- _Task material_:
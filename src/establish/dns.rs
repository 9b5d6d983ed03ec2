//! Host name resolution with an LRU cache

use async_trait::async_trait;
use lru::LruCache;
use std::net::IpAddr;
use std::num::NonZeroUsize;
use std::time::{Duration, Instant};
use tokio::sync::Mutex;
use tokio::time::timeout;
use tracing::{debug, warn};
use trust_dns_resolver::config::{ResolverConfig, ResolverOpts};
use trust_dns_resolver::TokioAsyncResolver;

use crate::error::ProxyError;

/// Resolves a host name to one IP address
#[async_trait]
pub trait DnsSolver: Send + Sync {
    async fn solve(&self, host: &str) -> Result<IpAddr, ProxyError>;
}

/// IP literals (optionally bracketed) need no lookup
pub fn parse_ip_literal(host: &str) -> Option<IpAddr> {
    host.trim_start_matches('[')
        .trim_end_matches(']')
        .parse::<IpAddr>()
        .ok()
}

struct CachedResolution {
    ip: IpAddr,
    resolved_at: Instant,
}

/// System resolver (falls back to public resolvers) with a TTL bounded cache
pub struct SystemDnsSolver {
    resolver: TokioAsyncResolver,
    cache: Mutex<LruCache<String, CachedResolution>>,
    resolver_timeout: Duration,
    cache_ttl: Duration,
}

impl SystemDnsSolver {
    pub fn new(cache_size: usize, cache_ttl_seconds: u64, resolver_timeout_seconds: u64) -> Self {
        let mut opts = ResolverOpts::default();
        opts.timeout = Duration::from_secs(resolver_timeout_seconds);
        opts.attempts = 2;

        let resolver = TokioAsyncResolver::tokio_from_system_conf().unwrap_or_else(|_| {
            warn!("Failed to load system DNS config, falling back to Google DNS");
            TokioAsyncResolver::tokio(ResolverConfig::google(), opts.clone())
        });

        let capacity = NonZeroUsize::new(cache_size).unwrap_or(NonZeroUsize::MIN);

        Self {
            resolver,
            cache: Mutex::new(LruCache::new(capacity)),
            resolver_timeout: Duration::from_secs(resolver_timeout_seconds),
            cache_ttl: Duration::from_secs(cache_ttl_seconds),
        }
    }
}

#[async_trait]
impl DnsSolver for SystemDnsSolver {
    async fn solve(&self, host: &str) -> Result<IpAddr, ProxyError> {
        if let Some(ip) = parse_ip_literal(host) {
            return Ok(ip);
        }

        let key = host.to_ascii_lowercase();
        {
            let mut cache = self.cache.lock().await;
            if let Some(cached) = cache.get(&key) {
                if cached.resolved_at.elapsed() < self.cache_ttl {
                    debug!(host = %host, ip = %cached.ip, "DNS cache hit");
                    return Ok(cached.ip);
                }
            }
        }

        let ip = match timeout(self.resolver_timeout, self.resolver.lookup_ip(host)).await {
            Ok(Ok(lookup)) => lookup
                .iter()
                .next()
                .ok_or_else(|| ProxyError::dns(host, "no address found"))?,
            Ok(Err(e)) => {
                warn!(host = %host, error = %e, "DNS resolution failed");
                return Err(ProxyError::dns(host, e));
            }
            Err(_) => {
                warn!(host = %host, "DNS resolution timeout");
                return Err(ProxyError::dns(host, "timeout"));
            }
        };

        debug!(host = %host, ip = %ip, "Resolved");
        self.cache.lock().await.put(
            key,
            CachedResolution {
                ip,
                resolved_at: Instant::now(),
            },
        );
        Ok(ip)
    }
}
//! Proxy error types
//!
//! Three families are kept apart so callers can react differently:
//! - [`ExchangeError`]: framing problems, tagged with the side that sent the bad bytes
//! - [`ProxyError`]: everything that can abort an exchange or a connection
//! - [`RuleExecutionFailure`]: rule configuration and action failures

use serde::Serialize;
use std::fmt;
use std::io;
use std::net::SocketAddr;
use thiserror::Error;

/// Result type for proxy operations
pub type Result<T> = std::result::Result<T, ProxyError>;

/// Which peer produced the offending input
#[derive(Debug, Clone, Copy, PartialEq, Eq, Serialize)]
pub enum ErrorSide {
    /// Downstream client
    Client,
    /// Upstream remote server
    Remote,
}

impl fmt::Display for ErrorSide {
    fn fmt(&self, f: &mut fmt::Formatter<'_>) -> fmt::Result {
        match self {
            Self::Client => write!(f, "client"),
            Self::Remote => write!(f, "remote"),
        }
    }
}

/// HTTP framing errors
#[derive(Debug, Error)]
pub enum ExchangeError {
    /// No double CRLF within the header buffer
    #[error("{side} header block exceeds {limit} bytes")]
    HeaderTooLarge { side: ErrorSide, limit: usize },

    /// Stream ended in the middle of a header block
    #[error("{side} closed the stream inside a header block")]
    TruncatedHeader { side: ErrorSide },

    /// Request line could not be parsed
    #[error("malformed request line: {0}")]
    MalformedRequest(String),

    /// Status line could not be parsed
    #[error("malformed status line: {0}")]
    MalformedResponse(String),

    /// Header field could not be parsed or converted
    #[error("invalid {side} header: {detail}")]
    InvalidHeader { side: ErrorSide, detail: String },

    /// Several Content-Length fields disagree
    #[error("{side} sent conflicting Content-Length values")]
    ConflictingContentLength { side: ErrorSide },

    /// Content-Length together with chunked Transfer-Encoding
    #[error("{side} sent both Content-Length and chunked Transfer-Encoding")]
    AmbiguousFraming { side: ErrorSide },
}

impl ExchangeError {
    /// Side that produced the faulty input
    pub fn side(&self) -> ErrorSide {
        match self {
            Self::HeaderTooLarge { side, .. }
            | Self::TruncatedHeader { side }
            | Self::InvalidHeader { side, .. }
            | Self::ConflictingContentLength { side }
            | Self::AmbiguousFraming { side } => *side,
            Self::MalformedRequest(_) => ErrorSide::Client,
            Self::MalformedResponse(_) => ErrorSide::Remote,
        }
    }
}

/// Rule configuration or action failure
#[derive(Debug, Error)]
pub enum RuleExecutionFailure {
    #[error("invalid pattern `{pattern}`: {reason}")]
    InvalidPattern { pattern: String, reason: String },

    #[error("invalid forward destination `{0}`")]
    InvalidDestination(String),

    #[error("client certificate error: {0}")]
    ClientCertificate(String),

    #[error("action {action} failed: {reason}")]
    ActionFailed {
        action: &'static str,
        reason: String,
    },

    #[error("failed to read rule file: {0}")]
    Read(String),

    #[error("failed to parse rule file: {0}")]
    Parse(String),
}

impl RuleExecutionFailure {
    pub fn action(action: &'static str, reason: impl Into<String>) -> Self {
        Self::ActionFailed {
            action,
            reason: reason.into(),
        }
    }
}

/// Errors that abort an exchange, a connection or the proxy startup
#[derive(Debug, Error)]
pub enum ProxyError {
    #[error(transparent)]
    Exchange(#[from] ExchangeError),

    #[error("remote closed the connection before sending a response header")]
    ConnectionClosed,

    #[error("DNS resolution failed for {host}: {reason}")]
    Dns { host: String, reason: String },

    #[error("TCP connection to {addr} failed: {source}")]
    Connect {
        addr: SocketAddr,
        #[source]
        source: io::Error,
    },

    #[error("TLS handshake with {host} failed: {reason}")]
    Tls { host: String, reason: String },

    /// Read or write failure on the client side
    #[error("client I/O error: {0}")]
    Downstream(#[source] io::Error),

    #[error("I/O error: {0}")]
    Io(#[from] io::Error),

    #[error("certificate error: {0}")]
    Certificate(String),

    #[error(transparent)]
    Rule(#[from] RuleExecutionFailure),

    #[error("HTTP/2 error: {0}")]
    Http2(String),

    #[error("configuration error: {0}")]
    Config(String),

    #[error("operation cancelled")]
    Cancelled,
}

impl ProxyError {
    pub fn tls(host: impl Into<String>, reason: impl ToString) -> Self {
        Self::Tls {
            host: host.into(),
            reason: reason.to_string(),
        }
    }

    pub fn dns(host: impl Into<String>, reason: impl ToString) -> Self {
        Self::Dns {
            host: host.into(),
            reason: reason.to_string(),
        }
    }

    /// True when the fault originates from the downstream client
    pub fn is_client_error(&self) -> bool {
        match self {
            Self::Downstream(_) => true,
            Self::Exchange(e) => e.side() == ErrorSide::Client,
            _ => false,
        }
    }

    /// Cancellation is not a fault and must not be logged as one
    pub fn is_cancellation(&self) -> bool {
        matches!(self, Self::Cancelled)
    }

    /// Status code the proxy answers with when this error prevents a response.
    ///
    /// `transport_status` is the configured status for transport failures (502 or 528).
    pub fn status_code(&self, transport_status: u16) -> u16 {
        match self {
            Self::Exchange(e) if e.side() == ErrorSide::Client => 400,
            Self::Downstream(_) => 400,
            Self::Exchange(_) => 502,
            _ => transport_status,
        }
    }

    /// Short machine-readable label used in metrics and archive records
    pub fn kind(&self) -> &'static str {
        match self {
            Self::Exchange(_) => "framing",
            Self::ConnectionClosed => "connection_closed",
            Self::Dns { .. } => "dns",
            Self::Connect { .. } => "connect",
            Self::Tls { .. } => "tls",
            Self::Downstream(_) => "downstream",
            Self::Io(_) => "io",
            Self::Certificate(_) => "certificate",
            Self::Rule(_) => "rule",
            Self::Http2(_) => "http2",
            Self::Config(_) => "config",
            Self::Cancelled => "cancelled",
        }
    }
}

impl From<h2::Error> for ProxyError {
    fn from(e: h2::Error) -> Self {
        Self::Http2(e.to_string())
    }
}

/// Error entry stored on an exchange
#[derive(Debug, Clone, Serialize, PartialEq, Eq)]
pub struct ExchangeErrorRecord {
    pub kind: String,
    pub message: String,
}

impl From<&ProxyError> for ExchangeErrorRecord {
    fn from(e: &ProxyError) -> Self {
        Self {
            kind: e.kind().to_string(),
            message: e.to_string(),
        }
    }
}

- _Description of the task_: Note every line above where the string "block" shows up, and copy those lines.

- _Result_:
    #[error("{side} header block exceeds {limit} bytes")]
    /// Stream ended in the middle of a header block
    #[error("{side} closed the stream inside a header block")]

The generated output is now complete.